Where:
Run spades in the same folder as your DNA-seq reads. (Use File
--> OpenDir to open a new window in your reads folder.)
Input:
RNAseq reads: Before opening this
menu, select DNA readfiles. For paired-end reads spades,
works with pairs of files. Files can be selected in pairs using
File --> guesspairs.py.
Parameters:
k-mers: Spades repeats the assembly with k-mers over a
range of sizes and chooses the best assembly as the final one. The
k-mers are specified as a comma-separated list eg. 21,33,55.

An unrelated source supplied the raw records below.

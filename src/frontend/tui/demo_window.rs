//! A demo window: variant-styled chrome around a typewriter.
//!
//! Draws the mount rise-in, the close keyframes, the configured shadow, the
//! traffic-light buttons and the typed text with its blinking cursor.

use std::time::Duration;

use ratatui::{
    buffer::Buffer,
    layout::Rect,
    style::{Color, Modifier, Style},
    text::{Line, Span},
    widgets::{Block, BorderType, Borders, Widget},
};

use crate::config::{ShadowKind, WindowChromeConfig};
use crate::core::DemoInstance;
use crate::theme::{scale_brightness, ChromeVariant, VisualParameters};

/// Rows a mounting window rises through
const MOUNT_RISE_ROWS: f32 = 2.0;
const HOVER_BRIGHTNESS: f32 = 1.3;
const SHADOW_COLOR: Color = Color::Rgb(10, 10, 12);
const TEXT_COLOR: Color = Color::Rgb(230, 230, 230);
const ACCENT_COLOR: Color = Color::Rgb(94, 129, 244);

pub struct DemoWindow<'a> {
    instance: &'a DemoInstance,
    title: &'a str,
    config: &'a WindowChromeConfig,
    params: &'a VisualParameters,
    now: Duration,
    focused: bool,
    hovered: bool,
}

impl<'a> DemoWindow<'a> {
    pub fn new(
        instance: &'a DemoInstance,
        title: &'a str,
        config: &'a WindowChromeConfig,
        params: &'a VisualParameters,
        now: Duration,
    ) -> Self {
        Self {
            instance,
            title,
            config,
            params,
            now,
            focused: false,
            hovered: false,
        }
    }

    pub fn focused(mut self, focused: bool) -> Self {
        self.focused = focused;
        self
    }

    pub fn hovered(mut self, hovered: bool) -> Self {
        self.hovered = hovered;
        self
    }

    pub fn render(&self, area: Rect, buf: &mut Buffer) {
        let chrome = &self.instance.chrome;
        let mut area = area;
        let mut brightness = 1.0_f32;
        let mut dim = false;

        let progress = chrome.mount_progress(self.now);
        if progress < 1.0 {
            let rise = ((1.0 - progress) * MOUNT_RISE_ROWS).round() as u16;
            let rise = rise.min(area.height);
            area.y += rise;
            area.height -= rise;
            brightness *= 0.4 + 0.6 * progress;
        }

        if let Some(frame) = chrome.close_keyframe() {
            if frame.opacity <= 0.0 {
                return;
            }
            let height = ((area.height as f32 * frame.scale_y).round() as u16).clamp(1, area.height.max(1));
            area.y += (area.height.saturating_sub(height)) / 2;
            area.height = height;
            area.x = (area.x as i32 + frame.jitter as i32).max(0) as u16;
            brightness *= frame.brightness;
            dim = frame.opacity < 0.5;
        }

        let area = area.intersection(*buf.area());
        if area.width < 4 || area.height == 0 {
            return;
        }

        let shadow = self.params.effective_shadow(self.config.style.shadow);
        let window = self.draw_shadow(area, shadow, buf);

        let mut border_brightness = brightness;
        if self.hovered && self.config.animations.hover {
            border_brightness *= HOVER_BRIGHTNESS;
        }

        let modifier = if dim { Modifier::DIM } else { Modifier::empty() };
        let bg = scale_brightness(self.params.background, brightness);
        let border = if self.params.variant == ChromeVariant::Borderless {
            bg
        } else {
            scale_brightness(self.params.effective_border(), border_brightness)
        };

        let border_type = if self.focused {
            BorderType::Thick
        } else if self.config.style.border_radius > 0 {
            BorderType::Rounded
        } else {
            BorderType::Plain
        };
        let title_style = Style::default()
            .fg(scale_brightness(self.params.title_text, brightness))
            .add_modifier(if self.focused { Modifier::BOLD } else { Modifier::empty() })
            .add_modifier(modifier);

        let block = Block::default()
            .borders(Borders::ALL)
            .border_type(border_type)
            .border_style(Style::default().fg(border).add_modifier(modifier))
            .style(Style::default().bg(bg))
            .title(Line::from(Span::styled(format!(" {} ", self.title), title_style)));
        let inner = block.inner(window);
        block.render(window, buf);

        if inner.height == 0 || inner.width == 0 {
            return;
        }
        self.draw_title_bar(inner, brightness, modifier, buf);
        self.draw_content(
            Rect::new(inner.x, inner.y + 1, inner.width, inner.height - 1),
            brightness,
            modifier,
            buf,
        );
    }

    /// Paint the drop shadow and return the area left for the window itself
    fn draw_shadow(&self, area: Rect, shadow: ShadowKind, buf: &mut Buffer) -> Rect {
        let (right, below) = match shadow {
            ShadowKind::None => (0, 0),
            ShadowKind::Sm => (1, 0),
            ShadowKind::Lg => (1, 1),
        };
        let window = Rect::new(
            area.x,
            area.y,
            area.width.saturating_sub(right),
            area.height.saturating_sub(below).max(1),
        );
        let style = Style::default().bg(SHADOW_COLOR);
        if right > 0 && window.height > 1 {
            buf.set_style(
                Rect::new(window.x + window.width, window.y + 1, 1, window.height - 1 + below),
                style,
            );
        }
        if below > 0 && area.height > window.height {
            buf.set_style(
                Rect::new(window.x + 1, window.y + window.height, window.width, 1),
                style,
            );
        }
        window
    }

    fn draw_title_bar(&self, inner: Rect, brightness: f32, modifier: Modifier, buf: &mut Buffer) {
        let bar = Rect::new(inner.x, inner.y, inner.width, 1);
        buf.set_style(
            bar,
            Style::default().bg(scale_brightness(self.params.title_bar, brightness)),
        );

        let mut x = inner.x + 1;
        if let Some(colors) = self.params.button_colors() {
            for color in colors {
                if x >= bar.x + bar.width {
                    break;
                }
                buf.set_string(
                    x,
                    bar.y,
                    "●",
                    Style::default()
                        .fg(scale_brightness(color, brightness))
                        .add_modifier(modifier),
                );
                x += 2;
            }
        }

        if self.config.show_title {
            let x = x + 1;
            let right = bar.x + bar.width;
            if x < right {
                buf.set_stringn(
                    x,
                    bar.y,
                    &self.config.title,
                    (right - x) as usize,
                    Style::default()
                        .fg(scale_brightness(self.params.title_text, brightness))
                        .add_modifier(modifier),
                );
            }
        }
    }

    fn draw_content(&self, area: Rect, brightness: f32, modifier: Modifier, buf: &mut Buffer) {
        if area.height == 0 {
            return;
        }
        let typewriter = &self.instance.typewriter;
        let text_color = scale_brightness(TEXT_COLOR, brightness);
        let base = Style::default().fg(text_color).add_modifier(modifier);
        let mut y = area.y;
        let bottom = area.y + area.height;

        // Category tabs, only when there is a choice
        let categories = typewriter.categories();
        if categories.len() > 1 {
            let current = &typewriter.category().id;
            let mut spans = Vec::with_capacity(categories.len() * 2);
            for category in categories {
                let style = if &category.id == current {
                    base.add_modifier(Modifier::REVERSED | Modifier::BOLD)
                } else {
                    base.add_modifier(Modifier::DIM)
                };
                spans.push(Span::styled(format!(" {} ", category.name), style));
                spans.push(Span::raw(" "));
            }
            buf.set_line(area.x + 1, y, &Line::from(spans), area.width.saturating_sub(1));
            y += 1;
        }
        if y >= bottom {
            return;
        }

        let text_style = if typewriter.is_emphasized() {
            Style::default()
                .fg(Color::White)
                .bg(scale_brightness(ACCENT_COLOR, brightness))
                .add_modifier(Modifier::BOLD)
                .add_modifier(modifier)
        } else {
            base
        };
        let mut spans = vec![
            Span::styled("› ", base.fg(scale_brightness(ACCENT_COLOR, brightness))),
            Span::styled(typewriter.display_text().to_string(), text_style),
        ];
        if !typewriter.is_emphasized() && typewriter.cursor_visible(self.now) {
            spans.push(Span::styled("▌", base));
        }
        buf.set_line(area.x + 1, y, &Line::from(spans), area.width.saturating_sub(1));
        y += 1;

        if y < bottom && typewriter.hint_visible() {
            let hint = if self.focused {
                "press enter ↵ to continue"
            } else {
                "click to continue"
            };
            buf.set_stringn(
                area.x + 3,
                y,
                hint,
                area.width.saturating_sub(3) as usize,
                base.add_modifier(Modifier::DIM | Modifier::ITALIC),
            );
        }
    }
}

k-mers must be odd numbers. If k-mers is set to automatic
(default), spades will choose a list of k-mer sizes to try.
The larger the k-mer size, the larger the memory needed. A k-mer
size of 33 should be possible on most desktop machines. Larger
k-mer sizes may require substantially larger memory. As well, for
each k-mer tested, disk space comparable to the size of the input
read files will be needed.
Spades will work its way through the k-mers from smallest to
largest. If spades runs out of memory with larger k-mers, the
results from earlier runs with smaller k-mer sizes can still be
found in the output directory. For example, results from k=33 are
found in the K33 subdirectory.
Output:
The default "../reads.trimmed.corrected.spades" means that output files will
be written to a folder in the parent folder (..) called spades.
The most useful human-readable output files:
spades.log - Detailed progress on the assembly.